Abstract

After a fall in real terms over 1983–84, domestic demand strengthened in the course of 1985 increasing for the year as a whole by 2½ percent, the first significant expansion since 1980. Private consumption grew on average by 1.8 percent, supported by the recovery of employment (after several years of persistent deterioration), the growth of labor and other incomes, and by a marked increase in social transfers, all of which resulted in an expansion of real disposable income of around l½ percent. The reduction in early 1985 in the withholding rates for the personal income tax is also thought to have provided a special boost to consumption expenditure.

Output and Employment

After a fall in real terms over 1983–84, domestic demand strengthened in the course of 1985 increasing for the year as a whole by 2½ percent, the first significant expansion since 1980. Private consumption grew on average by 1.8 percent, supported by the recovery of employment (after several years of persistent deterioration), the growth of labor and other incomes, and by a marked increase in social transfers, all of which resulted in an expansion of real disposable income of around l½ percent. The reduction in early 1985 in the withholding rates for the personal income tax is also thought to have provided a special boost to consumption expenditure.

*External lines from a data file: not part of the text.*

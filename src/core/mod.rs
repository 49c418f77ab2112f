pub mod config;
pub mod errors;
pub mod kernel;
pub mod markets;
pub mod pagination;
pub mod precision;
pub mod safe;
pub mod traits;
pub mod types;
use crate::core::config::ExchangeDescriptor;
use crate::core::errors::ExchangeError;
use crate::core::kernel::signer::with_query;
use crate::core::kernel::{ErrorClassifier, HttpRequest, RequestParts, RestClient, Signer};
use crate::core::markets::MarketCache;
use crate::core::types::{Currency, Market, Params};
use crate::exchanges::hitbtc::conversions::{convert_hitbtc_currency, convert_hitbtc_market};
use crate::exchanges::hitbtc::errors::check_response;
use crate::exchanges::hitbtc::signer::HitbtcSigner;
use crate::exchanges::hitbtc::types::INVALID_SYMBOL_SUFFIX;
use reqwest::Method;
use serde_json::Value;
use std::sync::Arc;
use tracing::{debug, instrument, trace};

/// HitBTC v3 REST API client.
pub struct HitbtcRest<R: RestClient> {
    rest_client: R,
    rest_url: String,
    signer: Option<Arc<HitbtcSigner>>,
    classifier: Arc<ErrorClassifier>,
    markets: Arc<MarketCache>,
    descriptor: Arc<ExchangeDescriptor>,
}

impl<R: RestClient + Clone> Clone for HitbtcRest<R> {
    fn clone(&self) -> Self {
        Self {
            rest_client: self.rest_client.clone(),
            rest_url: self.rest_url.clone(),
            signer: self.signer.clone(),
            classifier: Arc::clone(&self.classifier),
            markets: Arc::clone(&self.markets),
            descriptor: Arc::clone(&self.descriptor),
        }
    }
}

impl<R: RestClient> HitbtcRest<R> {
    pub fn new(
        rest_client: R,
        rest_url: String,
        signer: Option<Arc<HitbtcSigner>>,
        descriptor: Arc<ExchangeDescriptor>,
    ) -> Self {
        Self {
            rest_client,
            rest_url,
            signer,
            classifier: Arc::new(crate::exchanges::hitbtc::errors::classifier(&descriptor)),
            markets: Arc::new(MarketCache::new(descriptor.common_currencies.clone())),
            descriptor,
        }
    }

    pub fn markets(&self) -> &MarketCache {
        &self.markets
    }

    pub fn descriptor(&self) -> &ExchangeDescriptor {
        &self.descriptor
    }

    pub fn has_credentials(&self) -> bool {
        self.signer.is_some()
    }

    async fn dispatch(&self, request: HttpRequest) -> Result<Value, ExchangeError> {
        let response = self.rest_client.send(request).await?;
        trace!(status = response.status, "Response body: {}", response.body);
        check_response(&self.classifier, &response)
    }

    #[instrument(skip(self, params), fields(exchange = "hitbtc", method = "GET", endpoint = %path))]
    pub async fn public(&self, path: &str, params: Params) -> Result<Value, ExchangeError> {
        let url = format!("{}/{}", self.rest_url, path);
        self.dispatch(HttpRequest::new(Method::GET, with_query(url, &params)))
            .await
    }

    /// Signed call; GET and DELETE send `params` as a query, other methods
    /// as a JSON body.
    #[instrument(skip(self, params), fields(exchange = "hitbtc", method = %method, endpoint = %path))]
    pub async fn private(&self, method: Method, path: &str, params: Params) -> Result<Value, ExchangeError> {
        let signer = self.signer.as_ref().ok_or_else(|| {
            ExchangeError::Authentication(format!("hitbtc {} requires API credentials", path))
        })?;
        let parts = RequestParts::new(method, self.rest_url.as_str(), path, params);
        let request = signer.sign_request(&parts, signer.nonces().next())?;
        self.dispatch(request).await
    }

    fn parse_currencies(&self, response: &Value) -> Vec<Currency> {
        let networks_by_id = &self.descriptor.options.networks_by_id;
        response
            .as_object()
            .into_iter()
            .flatten()
            .map(|(id, raw)| convert_hitbtc_currency(&self.markets, id, raw, networks_by_id))
            .collect()
    }

    pub async fn fetch_currencies(&self) -> Result<Vec<Currency>, ExchangeError> {
        let response = self.public("public/currency", Params::new()).await?;
        Ok(self.parse_currencies(&response))
    }

    /// Symbols and currencies are fetched together; currencies are stored
    /// first so market codes resolve through them.
    pub async fn fetch_markets(&self) -> Result<Vec<Market>, ExchangeError> {
        let (symbols, currencies) = tokio::try_join!(
            self.public("public/symbol", Params::new()),
            self.public("public/currency", Params::new()),
        )?;
        self.markets.replace_currencies(self.parse_currencies(&currencies));

        Ok(symbols
            .as_object()
            .into_iter()
            .flatten()
            .filter(|(id, _)| !id.ends_with(INVALID_SYMBOL_SUFFIX))
            .filter_map(|(id, raw)| convert_hitbtc_market(&self.markets, id, raw))
            .collect())
    }

    pub async fn load_markets(&self, reload: bool) -> Result<Vec<Market>, ExchangeError> {
        if reload || !self.markets.is_loaded() {
            let markets = self.fetch_markets().await?;
            debug!(count = markets.len(), "Loaded hitbtc markets");
            self.markets.replace_all(markets);
        }
        Ok(self
            .markets
            .get_all()
            .iter()
            .map(|m| m.as_ref().clone())
            .collect())
    }

    pub async fn market(&self, symbol: &str) -> Result<Arc<Market>, ExchangeError> {
        self.ensure_markets().await?;
        self.markets.market(symbol)
    }

    pub async fn ensure_markets(&self) -> Result<(), ExchangeError> {
        if !self.markets.is_loaded() {
            self.load_markets(false).await?;
        }
        Ok(())
    }
}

Nearly equally important, in terms of its relative contribution to GDP growth, and more important on account of its poor performance over the previous four-year period, was the recovery of fixed investment. After falling by a cumulative 10 percent in real terms between 1981 and 1984, investment expenditure rose by 4 percent during 1985. This expansion was supported by the marked improvement in the profit position of enterprises, the introduction of new fiscal incentives,40 and a fall in interest rates, which increased the attractiveness of real assets relative to financial ones, as well as the improved outlook for demand. A 7 percent rise in investment in equipment goods and, after several years of decline, some recovery of construction-related investment provided a special boost to this component of domestic demand. Real GDP is estimated to have grown by about 4 percent in the second half of 1985, underscoring the fact that the Spanish economy appeared then to have entered a period of sustained expansion.

The growth of domestic activity accelerated significantly in 1986. Supported by the favorable impact of a large (over 16 percent) gain in the terms of trade and the relative easing of financial policies since 1985, domestic demand rose by 6.3 percent in real terms. The rate of growth of fixed capital formation accelerated to 10.8 percent, reflecting the continued improvement in the profit position of enterprises and in the demand outlook, as well as a substantial increase in the inflows of foreign direct investment41 and the desire on the part of Spanish entrepreneurs to modernize the industrial structure so as better to face increased competition within the EC. Underlying this remarkable expansion of investment were a 17 percent real rate of growth for investment in equipment goods and a 7 percent rise in investment in construction. Private consumption grew by 4 percent, reflecting the continued recovery of employment—nonagricultural employment rose by 5 percent with respect to 1985–and the full year impact of the stimulative fiscal measures introduced in 1985. Real GDP grew by 3.3 percent in 1986, reflecting the negative contribution to GDP growth made by the foreign balance. Shifts in Spain’s relative cyclical position, some import penetration as a result of EC accession, and some loss in the competitiveness of the peseta resulted in a negative contribution by the external sector of nearly 3 percentage points.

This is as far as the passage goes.